Like us, bacteria are prone to viral infections; however, as single-celled organisms, they lack the complex systems of immune cells that flow through our bodies and keep us safe. In humans, our immune cells have “memory cells” that allow us to more quickly fight diseases we have seen before. Bacteria have instead evolved an immune response that copies segments of viral genetic information and stores them within the bacteria’s own DNA using CRISPR. These segments are then transcribed into looped fragments of RNA that couple with digestive enzymes like Cas9 to allow a bacterium to recognize a repeat infection and quickly destroy the pathogen. Dr. Charpentier and Dr. Doudna isolated the two components of this “genetic-scissor” and were the first to recognize its capability to be utilized by researchers to make individual nucleotide changes in the DNA of any organism with great specificity.

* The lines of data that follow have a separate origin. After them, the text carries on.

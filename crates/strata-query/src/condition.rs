//! String and binary conditions.
//!
//! Integer and floating point nodes use the comparison markers of
//! `strata_storage`. Variable-length values add substring conditions and
//! case-insensitive variants. Case folding works char by char against
//! precomputed upper and lower forms of the needle, so a needle char matches
//! a stored char if either form equals it.

use std::borrow::Cow;

use strata_storage::{Equal, NotEqual};

/// A needle prepared for repeated comparison.
#[derive(Debug, Clone, Default)]
pub struct Needle {
    bytes: Vec<u8>,
    upper: Vec<char>,
    lower: Vec<char>,
}

/// Single-char case mapping; chars that map to several chars stay as they are.
fn single(mut mapped: impl Iterator<Item = char>, original: char) -> char {
    match (mapped.next(), mapped.next()) {
        (Some(c), None) => c,
        _ => original,
    }
}

impl Needle {
    /// Prepares `bytes`. Returns the validation error for a string needle
    /// that is not UTF-8.
    pub fn new(bytes: &[u8]) -> (Self, Option<String>) {
        match std::str::from_utf8(bytes) {
            Ok(s) => (
                Self {
                    bytes: bytes.to_vec(),
                    upper: s.chars().map(|c| single(c.to_uppercase(), c)).collect(),
                    lower: s.chars().map(|c| single(c.to_lowercase(), c)).collect(),
                },
                None,
            ),
            Err(_) => (
                Self {
                    bytes: bytes.to_vec(),
                    upper: Vec::new(),
                    lower: Vec::new(),
                },
                Some(format!("Malformed UTF-8: {}", String::from_utf8_lossy(bytes))),
            ),
        }
    }

    pub fn as_bytes(&self) -> &[u8] {
        &self.bytes
    }

    /// The needle as a string, if it is valid UTF-8.
    pub fn as_str(&self) -> Option<&str> {
        std::str::from_utf8(&self.bytes).ok()
    }

    fn char_count(&self) -> usize {
        self.lower.len()
    }

    #[inline]
    fn char_matches(&self, i: usize, c: char) -> bool {
        self.upper[i] == c || self.lower[i] == c
    }

    /// Case-insensitive match of the needle against the start of `chars`.
    fn prefix_of(&self, mut chars: impl Iterator<Item = char>) -> bool {
        (0..self.char_count()).all(|i| chars.next().is_some_and(|c| self.char_matches(i, c)))
    }

    /// Case-insensitive match of the needle against the end of `chars`.
    fn suffix_of(&self, mut chars: impl DoubleEndedIterator<Item = char>) -> bool {
        (0..self.char_count())
            .rev()
            .all(|i| chars.next_back().is_some_and(|c| self.char_matches(i, c)))
    }
}

/// A condition on a variable-length value.
pub trait StringCondition: Copy + Default + Send + Sync + 'static {
    /// Returns true if `value` satisfies the condition for `needle`.
    fn matches(needle: &Needle, value: &[u8]) -> bool;
}

/// `value` contains the needle.
#[derive(Debug, Clone, Copy, Default)]
pub struct Contains;

/// `value` starts with the needle.
#[derive(Debug, Clone, Copy, Default)]
pub struct BeginsWith;

/// `value` ends with the needle.
#[derive(Debug, Clone, Copy, Default)]
pub struct EndsWith;

/// Case-insensitive [`Equal`].
#[derive(Debug, Clone, Copy, Default)]
pub struct EqualIns;

/// Case-insensitive [`NotEqual`].
#[derive(Debug, Clone, Copy, Default)]
pub struct NotEqualIns;

/// Case-insensitive [`Contains`].
#[derive(Debug, Clone, Copy, Default)]
pub struct ContainsIns;

/// Case-insensitive [`BeginsWith`].
#[derive(Debug, Clone, Copy, Default)]
pub struct BeginsWithIns;

/// Case-insensitive [`EndsWith`].
#[derive(Debug, Clone, Copy, Default)]
pub struct EndsWithIns;

impl StringCondition for Equal {
    fn matches(needle: &Needle, value: &[u8]) -> bool {
        value == needle.as_bytes()
    }
}

impl StringCondition for NotEqual {
    fn matches(needle: &Needle, value: &[u8]) -> bool {
        value != needle.as_bytes()
    }
}

impl StringCondition for Contains {
    fn matches(needle: &Needle, value: &[u8]) -> bool {
        let n = needle.as_bytes();
        n.is_empty() || value.windows(n.len()).any(|w| w == n)
    }
}

impl StringCondition for BeginsWith {
    fn matches(needle: &Needle, value: &[u8]) -> bool {
        value.starts_with(needle.as_bytes())
    }
}

impl StringCondition for EndsWith {
    fn matches(needle: &Needle, value: &[u8]) -> bool {
        value.ends_with(needle.as_bytes())
    }
}

/// Stored values are compared as text; invalid sequences become U+FFFD.
fn text(value: &[u8]) -> Cow<'_, str> {
    String::from_utf8_lossy(value)
}

impl StringCondition for EqualIns {
    fn matches(needle: &Needle, value: &[u8]) -> bool {
        let value = text(value);
        let mut chars = value.chars();
        needle.prefix_of(&mut chars) && chars.next().is_none()
    }
}

impl StringCondition for NotEqualIns {
    fn matches(needle: &Needle, value: &[u8]) -> bool {
        !EqualIns::matches(needle, value)
    }
}

impl StringCondition for ContainsIns {
    fn matches(needle: &Needle, value: &[u8]) -> bool {
        if needle.char_count() == 0 {
            return true;
        }
        let value = text(value);
        value.char_indices().any(|(at, _)| needle.prefix_of(value[at..].chars()))
    }
}

impl StringCondition for BeginsWithIns {
    fn matches(needle: &Needle, value: &[u8]) -> bool {
        needle.prefix_of(text(value).chars())
    }
}

impl StringCondition for EndsWithIns {
    fn matches(needle: &Needle, value: &[u8]) -> bool {
        needle.suffix_of(text(value).chars())
    }
}

#[cfg(test)]
mod tests {
    use super::*;

    fn needle(s: &str) -> Needle {
        Needle::new(s.as_bytes()).0
    }

    #[test]
    fn test_case_sensitive_conditions() {
        let n = needle("ell");
        assert!(Contains::matches(&n, b"hello"));
        assert!(!Contains::matches(&n, b"HELLO"));
        assert!(BeginsWith::matches(&needle("he"), b"hello"));
        assert!(EndsWith::matches(&needle("lo"), b"hello"));
        assert!(Equal::matches(&needle("hello"), b"hello"));
        assert!(NotEqual::matches(&needle("hello"), b"hell"));
        assert!(Contains::matches(&needle(""), b""));
    }

    #[test]
    fn test_case_insensitive_conditions() {
        assert!(EqualIns::matches(&needle("HeLLo"), b"hello"));
        assert!(!EqualIns::matches(&needle("hello"), b"hello!"));
        assert!(ContainsIns::matches(&needle("ELL"), b"hello"));
        assert!(BeginsWithIns::matches(&needle("HE"), b"hello"));
        assert!(EndsWithIns::matches(&needle("LO"), b"hello"));
        assert!(!EndsWithIns::matches(&needle("hello world"), b"world"));
        assert!(NotEqualIns::matches(&needle("abc"), b"abd"));
    }

    #[test]
    fn test_case_insensitive_edges() {
        assert!(EqualIns::matches(&needle(""), b""));
        assert!(!EqualIns::matches(&needle(""), b"a"));
        assert!(!EqualIns::matches(&needle("abc"), b"ab"));
        assert!(BeginsWithIns::matches(&needle(""), b"x"));
        assert!(!BeginsWithIns::matches(&needle("abc"), b"AB"));
        assert!(EndsWithIns::matches(&needle("C"), b"abc"));
        assert!(!EndsWithIns::matches(&needle("B"), b"abc"));
        assert!(ContainsIns::matches(&needle("BC"), b"abc"));
        assert!(!ContainsIns::matches(&needle("ca"), b"abc"));
        assert!(ContainsIns::matches(&needle("x"), &[0xFF, b'X', 0xFE]));
        assert!(ContainsIns::matches(&needle("ÉT"), "l'été".as_bytes()));
    }

    #[test]
    fn test_non_ascii_folding() {
        assert!(EqualIns::matches(&needle("ÆBLE"), "æble".as_bytes()));
        assert!(ContainsIns::matches(&needle("ö"), "SCHÖN".as_bytes()));
    }

    #[test]
    fn test_malformed_needle_reports_error() {
        let (_, err) = Needle::new(&[0x66, 0xFF, 0x6F]);
        let err = err.unwrap();
        assert!(err.starts_with("Malformed UTF-8: "));
        assert!(Needle::new(b"fine").1.is_none());
    }
}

Since their landmark publication in 2012, scientists around the globe continue to find innovative ways to employ CRISPR-Cas9 technology. Here at UCI, CRISPR-Cas9 technology has become an integral part of our daily scientific research. In the Stem Cell Research Center, the CRISPR Core now provides faculty investigators custom gene-editing services using CRISPR-Cas9. Core co-Manager Jean Paul Chadarevian has utilized advancements in this technology to genetically modify stem cell lines for various investigators to express fluorescent reporters, silence genes of interest, and model genetic variations of multiple genetic disorders.
In the induced pluripotent stem cell (iPSC) Core led by Mathew Blurton-Jones at the UCI Alzheimer’s Disease Research Center, CRISPR-modified human cell lines are being used to investigate how Alzheimer’s risk factors influence human microglia. Most recently, doctoral candidate Amanda McQuade’s manuscript, “Gene expression and functional deficits underlie TREM2-knockout microglia responses in human models of Alzheimer’s disease,” was accepted for publication in Nature Communications. Her findings highlight that individual genetic changes in immune cells can drastically alter the ability of these cells to fight disease and suggests activation of the immune system in the early stages of disease may be beneficial for patients.
From the investigation of risk genes in various diseases, to the discovery of novel biomarkers, and even to the development of cell-based therapeutics, CRISPR-Cas9 is being used in research labs and biotech companies alike to revolutionize our science. It is a readily available, highly specific, and cost-effective technology that has unquestionably changed what is possible in the investigation and potential treatment of devasting illness, like Alzheimer’s disease.
Goran K. Hansson, the secretary-general of the Royal Swedish Academy of Sciences, has gone as far as to say this discovery is, “about rewriting the code of life.” While Dr. Doudna has shared that this research began with sheer curiosity about bacterial immune functions, it is clear that Doudna and Charpentier have revolutionized the ways we do science and are certainly deserving of this prestigious award.
Jean Paul Chadarevian MS
Jean Paul Chadarevian is a graduate student in the department of Neurobiology and Behavior working with Dr. Mathew Blurton-Jones. He is the founding co-Manager of the UCI CRISPR Core at the Stem Cell Research Center. His ongoing work utilizes CRISPR to model Autoimmune lymphoproliferative syndrome in chimeric animal models and engineer human-derived stem cell lines to deliver target-specific therapeutics in vivo.
Amanda McQuade MS
Amanda McQuade is a graduate student in the department of Neurobiology and Behavior working with Dr. Mathew Blurton-Jones. Her graduate work focuses on using CRISPR to study risk mutations for Alzheimer’s disease in human cell models and chimeric animal models. Her ongoing studies highlight the critical need for more research into immune function in neurodegenerative disease. McQuade is currently acting as a Co-Chair of the trainee program on Research and education within UCI MIND, ReMIND, which focuses on community outreach and trainee education.